Records for this exercise START
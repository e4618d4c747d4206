use super::*;
use crate::TypeInterner;
use crate::types::{FunctionShape, RefQualifier};

struct Fixture {
    interner: TypeInterner,
    class: TypeId,
    union: TypeId,
    color: TypeId,
}

fn fixture() -> Fixture {
    let interner = TypeInterner::new();
    let class = interner
        .class("Widget")
        .field("id", TypeId::INT)
        .finish()
        .expect("Widget is well-formed");
    let union = interner
        .union("Bits")
        .field("i", TypeId::INT)
        .field("f", TypeId::FLOAT)
        .finish()
        .expect("Bits is well-formed");
    let color = interner.enumeration("Color", true, None, (0, 3));
    Fixture {
        interner,
        class,
        union,
        color,
    }
}

#[test]
fn test_every_type_has_one_primary_category() {
    let f = fixture();
    let db = &f.interner;
    let function = db.function(FunctionShape::new(TypeId::VOID, vec![TypeId::INT]));
    let samples = [
        (TypeId::VOID, TypeCategory::Void),
        (TypeId::NULLPTR, TypeCategory::NullPointer),
        (TypeId::BOOL, TypeCategory::Integral),
        (TypeId::CHAR32, TypeCategory::Integral),
        (TypeId::LONG_DOUBLE, TypeCategory::FloatingPoint),
        (db.array(TypeId::INT, None), TypeCategory::Array),
        (db.pointer(TypeId::VOID), TypeCategory::Pointer),
        (db.lvalue_reference(TypeId::INT), TypeCategory::LValueRef),
        (db.rvalue_reference(TypeId::INT), TypeCategory::RValueRef),
        (db.member_pointer(f.class, TypeId::INT), TypeCategory::MemberObjectPtr),
        (db.member_pointer(f.class, function), TypeCategory::MemberFunctionPtr),
        (f.color, TypeCategory::Enum),
        (f.union, TypeCategory::Union),
        (f.class, TypeCategory::Class),
        (function, TypeCategory::Function),
    ];
    for (ty, expected) in samples {
        assert_eq!(classify(db, ty), expected);
        let hits = [
            is_void(db, ty),
            is_null_pointer(db, ty),
            is_integral(db, ty),
            is_floating_point(db, ty),
            is_array(db, ty),
            is_pointer(db, ty),
            is_lvalue_reference(db, ty),
            is_rvalue_reference(db, ty),
            is_member_object_pointer(db, ty),
            is_member_function_pointer(db, ty),
            is_enum(db, ty),
            is_union(db, ty),
            is_class(db, ty),
            is_function(db, ty),
        ];
        assert_eq!(hits.iter().filter(|hit| **hit).count(), 1);
    }
}

#[test]
fn test_classification_ignores_cv() {
    let f = fixture();
    let db = &f.interner;
    let cv = CvQualifiers::CONST | CvQualifiers::VOLATILE;
    assert!(is_integral(db, db.qualified(TypeId::INT, cv)));
    assert!(is_class(db, db.qualified(f.class, CvQualifiers::CONST)));
    assert!(is_pointer(db, db.qualified(db.pointer(TypeId::INT), cv)));
    assert!(is_void(db, db.qualified(TypeId::VOID, CvQualifiers::CONST)));
}

#[test]
fn test_composite_categories() {
    let f = fixture();
    let db = &f.interner;
    for category in TypeCategory::ALL {
        assert_eq!(category.is_compound(), !category.is_fundamental());
        if category.is_scalar() {
            assert!(category.is_object());
        }
        if category.is_arithmetic() {
            assert!(category.is_fundamental());
        }
    }
    assert!(is_scalar(db, f.color));
    assert!(is_scalar(db, TypeId::NULLPTR));
    assert!(!is_scalar(db, f.class));
    assert!(is_object(db, f.union));
    assert!(!is_object(db, db.lvalue_reference(TypeId::INT)));
    assert!(!is_object(db, TypeId::VOID));
    assert!(is_fundamental(db, TypeId::VOID));
    assert!(is_compound(db, db.pointer(TypeId::INT)));
    assert!(is_member_pointer(db, db.member_pointer(f.class, TypeId::INT)));
    assert!(is_reference(db, db.rvalue_reference(f.class)));
}

#[test]
fn test_referenceable() {
    let f = fixture();
    let db = &f.interner;
    assert!(!is_referenceable(db, TypeId::VOID));
    assert!(is_referenceable(db, TypeId::INT));
    assert!(is_referenceable(db, db.lvalue_reference(TypeId::INT)));
    let plain = db.function(FunctionShape::new(TypeId::VOID, vec![]));
    let abominable = db.function(
        FunctionShape::new(TypeId::VOID, vec![]).with_ref(RefQualifier::LValue),
    );
    assert!(is_referenceable(db, plain));
    assert!(!is_referenceable(db, abominable));
}

#[test]
fn test_const_and_volatile() {
    let f = fixture();
    let db = &f.interner;
    let const_int = db.qualified(TypeId::INT, CvQualifiers::CONST);
    assert!(is_const(db, const_int));
    assert!(!is_volatile(db, const_int));
    assert!(is_const(db, db.array(const_int, Some(3))));
    assert!(!is_const(db, db.lvalue_reference(const_int)));
    assert!(!is_const(db, db.pointer(const_int)));
    assert!(is_volatile(db, db.qualified(f.class, CvQualifiers::VOLATILE)));
}

#[test]
fn test_signed_and_unsigned() {
    let f = fixture();
    let db = &f.interner;
    assert!(is_signed(db, TypeId::INT));
    assert!(is_signed(db, TypeId::DOUBLE));
    assert!(!is_unsigned(db, TypeId::DOUBLE));
    assert!(is_unsigned(db, TypeId::BOOL));
    assert!(is_unsigned(db, db.qualified(TypeId::UNSIGNED_LONG, CvQualifiers::CONST)));
    assert!(!is_signed(db, f.color));
    assert!(!is_unsigned(db, f.color));
    assert!(!is_signed(db, db.pointer(TypeId::INT)));
}

#[test]
fn test_rank_and_extent() {
    let f = fixture();
    let db = &f.interner;
    let inner = db.array(TypeId::INT, Some(3));
    let matrix = db.array(inner, Some(2));
    let open = db.array(inner, None);
    assert_eq!(rank(db, TypeId::INT), 0);
    assert_eq!(rank(db, matrix), 2);
    assert_eq!(extent(db, matrix, 0), 2);
    assert_eq!(extent(db, matrix, 1), 3);
    assert_eq!(extent(db, matrix, 2), 0);
    assert_eq!(extent(db, open, 0), 0);
    assert_eq!(extent(db, open, 1), 3);
    assert!(is_bounded_array(db, matrix));
    assert!(is_unbounded_array(db, open));
    assert!(!is_bounded_array(db, open));
}

#[test]
fn test_is_same_is_identity() {
    let f = fixture();
    let db = &f.interner;
    let a = db.pointer(TypeId::INT);
    assert!(is_same(a, db.pointer(TypeId::INT)));
    assert!(!is_same(TypeId::INT, db.qualified(TypeId::INT, CvQualifiers::CONST)));
}
impl ImplicitConversion {
    pub fn identity() -> Self {
        Self::standard(ConversionRank::Exact)
    }

    pub fn standard(rank: ConversionRank) -> Self {
        Self {
            kind: ConversionKind::Standard,
            rank,
            effects: Effects::NONE,
            derived_distance: None,
            pointer_to_bool: false,
            binding: None,
            user: None,
        }
    }

    pub fn ellipsis() -> Self {
        Self {
            kind: ConversionKind::Ellipsis,
            ..Self::identity()
        }
    }

    pub(crate) fn derived_to_base(distance: u32) -> Self {
        if distance == 0 {
            return Self::identity();
        }
        Self {
            derived_distance: Some(distance),
            ..Self::standard(ConversionRank::Conversion)
        }
    }

    fn user_defined(user: FunctionRef, second: ImplicitConversion, effects: Effects) -> Self {
        Self {
            kind: ConversionKind::UserDefined,
            effects,
            user: Some(user),
            ..second
        }
    }

    /// Binding of the implied object argument of a member function of
    /// `class` qualified with `cv` and `ref_qualifier`.
    pub(crate) fn object_binding(
        class: TypeId,
        cv: CvQualifiers,
        distance: u32,
        ref_qualifier: RefQualifier,
        object_is_rvalue: bool,
    ) -> Self {
        Self {
            binding: Some(ReferenceBinding {
                rvalue_ref_to_rvalue: ref_qualifier == RefQualifier::RValue && object_is_rvalue,
                referent: class,
                referent_cv: cv,
                implicit_object: ref_qualifier == RefQualifier::None,
                temporary: false,
            }),
            ..Self::derived_to_base(distance)
        }
    }

    /// `Less` when `self` is the better conversion sequence.
    ///
    /// Two user-defined sequences are only comparable when they use the same
    /// conversion function or constructor; otherwise they are
    /// indistinguishable.
    pub fn compare(&self, other: &ImplicitConversion) -> Ordering {
        match self.kind.cmp(&other.kind) {
            Ordering::Equal => {}
            unequal => return unequal,
        }
        match self.kind {
            ConversionKind::Ellipsis => return Ordering::Equal,
            ConversionKind::UserDefined if self.user != other.user => return Ordering::Equal,
            _ => {}
        }
        match self.rank.cmp(&other.rank) {
            Ordering::Equal => {}
            unequal => return unequal,
        }
        if self.pointer_to_bool != other.pointer_to_bool {
            return if self.pointer_to_bool {
                Ordering::Greater
            } else {
                Ordering::Less
            };
        }
        if let (Some(a), Some(b)) = (self.derived_distance, other.derived_distance) {
            match a.cmp(&b) {
                Ordering::Equal => {}
                unequal => return unequal,
            }
        }
        if let (Some(a), Some(b)) = (self.binding, other.binding) {
            if !a.implicit_object
                && !b.implicit_object
                && a.rvalue_ref_to_rvalue != b.rvalue_ref_to_rvalue
            {
                return if a.rvalue_ref_to_rvalue {
                    Ordering::Less
                } else {
                    Ordering::Greater
                };
            }
            if a.referent == b.referent && a.referent_cv != b.referent_cv {
                if b.referent_cv.contains(a.referent_cv) {
                    return Ordering::Less;
                }
                if a.referent_cv.contains(b.referent_cv) {
                    return Ordering::Greater;
                }
            }
        }
        Ordering::Equal
    }
}

// =============================================================================
// Promotions
// =============================================================================

/// Integral promotion of a builtin kind, if it has one.
pub(crate) fn integral_promotion(db: &dyn TypeDatabase, kind: BuiltinKind) -> Option<BuiltinKind> {
    let target = db.target();
    match kind {
        BuiltinKind::Bool
        | BuiltinKind::Char
        | BuiltinKind::SignedChar
        | BuiltinKind::UnsignedChar
        | BuiltinKind::Short
        | BuiltinKind::UnsignedShort => {
            if kind.fits_in(BuiltinKind::Int, target) {
                Some(BuiltinKind::Int)
            } else {
                Some(BuiltinKind::UnsignedInt)
            }
        }
        BuiltinKind::WChar | BuiltinKind::Char16 | BuiltinKind::Char32 => [
            BuiltinKind::Int,
            BuiltinKind::UnsignedInt,
            BuiltinKind::Long,
            BuiltinKind::UnsignedLong,
            BuiltinKind::LongLong,
            BuiltinKind::UnsignedLongLong,
        ]
        .into_iter()
        .find(|candidate| kind.fits_in(*candidate, target)),
        _ => None,
    }
}

/// The type an arithmetic or unscoped enumeration operand has after
/// integral promotion. Other types are returned unchanged (unqualified).
pub(crate) fn promoted_type(db: &dyn TypeDatabase, ty: TypeId) -> TypeId {
    let ty = unqualified(db, ty);
    if let Some(decl) = enum_decl(db, ty) {
        if decl.scoped {
            return ty;
        }
        let underlying = decl.underlying(db.target());
        return builtin_kind(db, underlying)
            .and_then(|kind| integral_promotion(db, kind))
            .map_or(underlying, BuiltinKind::type_id);
    }
    match builtin_kind(db, ty) {
        Some(kind) => integral_promotion(db, kind).map_or(ty, BuiltinKind::type_id),
        None => ty,
    }
}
Records for this exercise END
**Assignment:**
All lines above that include the word "when" must be copied into the answer.

**Expected answer:**
    /// `Less` when `self` is the better conversion sequence.
    /// Two user-defined sequences are only comparable when they use the same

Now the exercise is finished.